#### TASK BRIEF:
Each line of the records that holds "true" should be shown in full.

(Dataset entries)
[Start of section]

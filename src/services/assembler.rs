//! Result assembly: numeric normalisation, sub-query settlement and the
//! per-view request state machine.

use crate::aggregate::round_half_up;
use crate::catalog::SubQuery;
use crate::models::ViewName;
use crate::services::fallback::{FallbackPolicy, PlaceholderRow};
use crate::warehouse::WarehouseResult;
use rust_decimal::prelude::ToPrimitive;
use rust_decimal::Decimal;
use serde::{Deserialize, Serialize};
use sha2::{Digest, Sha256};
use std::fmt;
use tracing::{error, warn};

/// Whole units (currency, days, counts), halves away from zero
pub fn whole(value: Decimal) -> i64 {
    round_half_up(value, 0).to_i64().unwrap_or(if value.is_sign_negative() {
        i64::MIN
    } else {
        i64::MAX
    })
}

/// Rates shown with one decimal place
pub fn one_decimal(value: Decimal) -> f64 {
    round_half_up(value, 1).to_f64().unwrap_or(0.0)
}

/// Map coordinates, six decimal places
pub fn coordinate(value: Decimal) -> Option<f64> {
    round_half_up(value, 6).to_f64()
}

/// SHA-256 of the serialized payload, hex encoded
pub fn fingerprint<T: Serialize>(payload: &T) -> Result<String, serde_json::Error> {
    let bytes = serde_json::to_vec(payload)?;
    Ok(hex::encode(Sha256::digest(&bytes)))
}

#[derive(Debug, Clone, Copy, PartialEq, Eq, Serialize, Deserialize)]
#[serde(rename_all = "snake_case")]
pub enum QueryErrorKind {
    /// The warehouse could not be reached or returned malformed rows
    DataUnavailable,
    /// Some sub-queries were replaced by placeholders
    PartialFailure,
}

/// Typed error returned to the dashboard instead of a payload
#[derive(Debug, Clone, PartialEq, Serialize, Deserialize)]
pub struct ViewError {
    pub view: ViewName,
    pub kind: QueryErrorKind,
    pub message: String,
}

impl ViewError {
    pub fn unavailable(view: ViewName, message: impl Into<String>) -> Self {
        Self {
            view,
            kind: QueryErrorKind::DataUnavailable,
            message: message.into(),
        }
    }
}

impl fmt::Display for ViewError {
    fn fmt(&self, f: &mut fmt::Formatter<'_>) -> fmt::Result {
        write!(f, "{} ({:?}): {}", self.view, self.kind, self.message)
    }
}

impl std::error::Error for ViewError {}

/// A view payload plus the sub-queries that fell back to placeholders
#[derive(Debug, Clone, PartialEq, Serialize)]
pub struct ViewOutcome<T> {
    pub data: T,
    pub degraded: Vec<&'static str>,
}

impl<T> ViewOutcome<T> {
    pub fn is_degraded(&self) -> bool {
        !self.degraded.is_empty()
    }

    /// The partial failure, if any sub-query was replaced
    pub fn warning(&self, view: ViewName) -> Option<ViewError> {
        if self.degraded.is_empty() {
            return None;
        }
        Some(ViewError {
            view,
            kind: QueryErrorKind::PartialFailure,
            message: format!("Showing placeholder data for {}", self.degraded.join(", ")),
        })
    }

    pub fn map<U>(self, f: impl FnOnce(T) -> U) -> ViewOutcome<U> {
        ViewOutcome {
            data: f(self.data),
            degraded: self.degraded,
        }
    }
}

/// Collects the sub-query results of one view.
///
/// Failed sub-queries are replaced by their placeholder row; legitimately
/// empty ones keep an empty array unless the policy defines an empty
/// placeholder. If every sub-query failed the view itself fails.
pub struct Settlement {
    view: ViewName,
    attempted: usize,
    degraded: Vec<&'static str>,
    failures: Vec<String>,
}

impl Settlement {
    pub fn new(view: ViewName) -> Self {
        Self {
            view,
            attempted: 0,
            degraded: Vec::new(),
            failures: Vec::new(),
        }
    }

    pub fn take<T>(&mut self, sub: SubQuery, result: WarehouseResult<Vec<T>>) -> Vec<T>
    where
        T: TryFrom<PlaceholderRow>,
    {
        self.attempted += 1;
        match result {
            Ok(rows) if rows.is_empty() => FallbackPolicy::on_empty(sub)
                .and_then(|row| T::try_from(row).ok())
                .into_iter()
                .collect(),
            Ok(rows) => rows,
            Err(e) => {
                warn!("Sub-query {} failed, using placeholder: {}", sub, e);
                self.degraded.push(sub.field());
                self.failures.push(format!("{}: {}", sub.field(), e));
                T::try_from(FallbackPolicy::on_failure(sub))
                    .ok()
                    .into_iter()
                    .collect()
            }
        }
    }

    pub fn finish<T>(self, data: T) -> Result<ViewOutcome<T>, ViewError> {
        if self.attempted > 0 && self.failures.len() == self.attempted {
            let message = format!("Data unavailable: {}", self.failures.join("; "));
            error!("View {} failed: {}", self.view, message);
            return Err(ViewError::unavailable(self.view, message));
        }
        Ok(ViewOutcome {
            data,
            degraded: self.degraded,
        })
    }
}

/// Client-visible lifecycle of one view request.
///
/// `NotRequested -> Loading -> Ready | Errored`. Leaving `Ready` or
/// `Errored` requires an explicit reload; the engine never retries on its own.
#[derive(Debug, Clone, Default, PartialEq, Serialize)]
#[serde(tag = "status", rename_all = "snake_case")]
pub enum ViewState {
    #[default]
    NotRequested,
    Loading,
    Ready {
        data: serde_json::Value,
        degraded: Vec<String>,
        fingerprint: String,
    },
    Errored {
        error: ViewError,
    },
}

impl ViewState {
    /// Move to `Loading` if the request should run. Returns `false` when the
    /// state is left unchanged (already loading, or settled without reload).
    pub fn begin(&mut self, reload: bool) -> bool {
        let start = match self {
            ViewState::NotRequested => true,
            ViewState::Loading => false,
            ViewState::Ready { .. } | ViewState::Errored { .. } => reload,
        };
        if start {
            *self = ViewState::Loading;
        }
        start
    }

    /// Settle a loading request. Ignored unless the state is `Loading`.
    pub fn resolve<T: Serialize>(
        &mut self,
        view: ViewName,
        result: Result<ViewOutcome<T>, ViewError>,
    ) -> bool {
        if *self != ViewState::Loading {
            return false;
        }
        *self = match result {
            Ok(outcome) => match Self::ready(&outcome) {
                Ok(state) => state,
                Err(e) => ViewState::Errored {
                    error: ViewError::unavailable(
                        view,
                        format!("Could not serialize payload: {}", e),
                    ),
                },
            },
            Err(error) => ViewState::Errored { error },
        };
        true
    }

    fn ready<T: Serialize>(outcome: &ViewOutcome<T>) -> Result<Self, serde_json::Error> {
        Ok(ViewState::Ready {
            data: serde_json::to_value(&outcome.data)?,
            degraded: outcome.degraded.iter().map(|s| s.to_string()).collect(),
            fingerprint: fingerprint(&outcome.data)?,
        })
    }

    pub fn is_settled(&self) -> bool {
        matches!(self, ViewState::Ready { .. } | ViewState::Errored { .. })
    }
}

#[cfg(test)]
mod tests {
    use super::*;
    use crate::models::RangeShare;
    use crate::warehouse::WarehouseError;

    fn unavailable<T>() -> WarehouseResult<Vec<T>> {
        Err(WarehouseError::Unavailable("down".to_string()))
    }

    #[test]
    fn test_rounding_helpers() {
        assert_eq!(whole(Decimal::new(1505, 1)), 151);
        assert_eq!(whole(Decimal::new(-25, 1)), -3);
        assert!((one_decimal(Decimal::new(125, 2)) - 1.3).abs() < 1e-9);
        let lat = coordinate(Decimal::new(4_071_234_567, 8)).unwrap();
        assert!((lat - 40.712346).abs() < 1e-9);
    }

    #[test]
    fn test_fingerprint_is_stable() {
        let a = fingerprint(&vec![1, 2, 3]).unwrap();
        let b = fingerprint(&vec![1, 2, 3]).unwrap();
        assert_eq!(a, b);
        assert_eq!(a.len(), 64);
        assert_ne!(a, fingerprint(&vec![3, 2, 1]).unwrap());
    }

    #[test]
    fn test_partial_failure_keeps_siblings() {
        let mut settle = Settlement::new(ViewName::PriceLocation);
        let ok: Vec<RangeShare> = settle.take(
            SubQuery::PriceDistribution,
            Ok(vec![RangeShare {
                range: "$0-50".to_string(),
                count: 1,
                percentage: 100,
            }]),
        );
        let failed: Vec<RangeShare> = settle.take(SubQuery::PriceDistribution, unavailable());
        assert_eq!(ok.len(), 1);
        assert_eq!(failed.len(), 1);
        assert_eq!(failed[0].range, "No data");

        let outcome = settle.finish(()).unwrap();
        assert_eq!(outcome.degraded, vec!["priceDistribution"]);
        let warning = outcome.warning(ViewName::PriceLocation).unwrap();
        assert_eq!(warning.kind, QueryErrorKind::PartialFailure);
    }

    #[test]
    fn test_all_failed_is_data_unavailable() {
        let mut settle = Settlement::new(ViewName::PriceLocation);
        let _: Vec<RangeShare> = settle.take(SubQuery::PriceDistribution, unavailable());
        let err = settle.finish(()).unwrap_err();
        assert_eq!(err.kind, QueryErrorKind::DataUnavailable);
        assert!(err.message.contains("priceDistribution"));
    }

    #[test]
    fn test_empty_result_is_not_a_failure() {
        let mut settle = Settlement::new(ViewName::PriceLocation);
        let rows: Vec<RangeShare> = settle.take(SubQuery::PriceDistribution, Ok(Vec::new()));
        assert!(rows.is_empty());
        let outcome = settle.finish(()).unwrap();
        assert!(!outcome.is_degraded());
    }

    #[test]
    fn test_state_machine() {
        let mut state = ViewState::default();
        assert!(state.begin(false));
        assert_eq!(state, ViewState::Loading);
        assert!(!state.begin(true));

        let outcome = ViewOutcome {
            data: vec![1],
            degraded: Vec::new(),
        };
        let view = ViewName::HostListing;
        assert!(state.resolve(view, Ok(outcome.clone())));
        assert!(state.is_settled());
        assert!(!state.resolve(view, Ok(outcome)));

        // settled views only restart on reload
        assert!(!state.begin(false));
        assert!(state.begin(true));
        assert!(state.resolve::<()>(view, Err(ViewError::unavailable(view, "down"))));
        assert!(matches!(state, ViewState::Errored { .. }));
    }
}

[End of section]

#### REPLY TO THE TASK:
            ViewState::NotRequested => true,
        true
        assert!(!state.begin(true));
        assert!(state.begin(true));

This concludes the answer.